Data records below:

#![no_main]

use duplex_core::memory::{MemorySink, MemorySource};
use duplex_core::{JobSettings, Pipeline};
use libfuzzer_sys::fuzz_target;

fuzz_target!(|data: &[u8]| {
    if data.len() < 4 {
        return;
    }
    let ibs = (usize::from(data[0] % 8) + 1) * 512;
    let obs = ibs * (usize::from(data[1] % 3) + 1);
    let bad_sector = u64::from(data[2]) * 512;
    let image = data[3..].to_vec();

    let mut settings = JobSettings::default().with_block_sizes(None, Some(ibs), Some(obs));
    settings.direct_input = false;
    settings.direct_output = false;
    settings.parallel = false;

    let mut source = MemorySource::new(image.clone());
    // a final partial sector is zero-filled up to the end of the image only
    let bad_sector = (bad_sector < image.len() as u64).then_some(bad_sector);
    if let Some(offset) = bad_sector {
        source = source.with_bad_sector(offset);
    }
    let sink = MemorySink::new("fuzz");
    let handle = sink.handle();
    let Ok(report) = Pipeline::new(settings, Box::new(source), vec![Box::new(sink)]).run() else {
        return;
    };

    let copied = handle.snapshot();
    assert_eq!(copied.len(), image.len());
    assert_eq!(report.input.counters.bytes, image.len() as u64);
    for (i, (a, b)) in copied.iter().zip(&image).enumerate() {
        let in_bad = bad_sector.is_some_and(|s| (s..s + 512).contains(&(i as u64)));
        assert!(if in_bad { *a == 0 } else { a == b });
    }
});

End of Data records.

■ Work item: Nothing should appear in the output except the lines from the one with "use libfuzzer_sys::fuzz_target;" through the end of the records above, copied exactly.

■ Result:
use libfuzzer_sys::fuzz_target;

fuzz_target!(|data: &[u8]| {
    if data.len() < 4 {
        return;
    }
    let ibs = (usize::from(data[0] % 8) + 1) * 512;
    let obs = ibs * (usize::from(data[1] % 3) + 1);
    let bad_sector = u64::from(data[2]) * 512;
    let image = data[3..].to_vec();

    let mut settings = JobSettings::default().with_block_sizes(None, Some(ibs), Some(obs));
    settings.direct_input = false;
    settings.direct_output = false;
    settings.parallel = false;

    let mut source = MemorySource::new(image.clone());
    // a final partial sector is zero-filled up to the end of the image only
    let bad_sector = (bad_sector < image.len() as u64).then_some(bad_sector);
    if let Some(offset) = bad_sector {
        source = source.with_bad_sector(offset);
    }
    let sink = MemorySink::new("fuzz");
    let handle = sink.handle();
    let Ok(report) = Pipeline::new(settings, Box::new(source), vec![Box::new(sink)]).run() else {
        return;
    };

    let copied = handle.snapshot();
    assert_eq!(copied.len(), image.len());
    assert_eq!(report.input.counters.bytes, image.len() as u64);
    for (i, (a, b)) in copied.iter().zip(&image).enumerate() {
        let in_bad = bad_sector.is_some_and(|s| (s..s + 512).contains(&(i as u64)));
        assert!(if in_bad { *a == 0 } else { a == b });
    }
});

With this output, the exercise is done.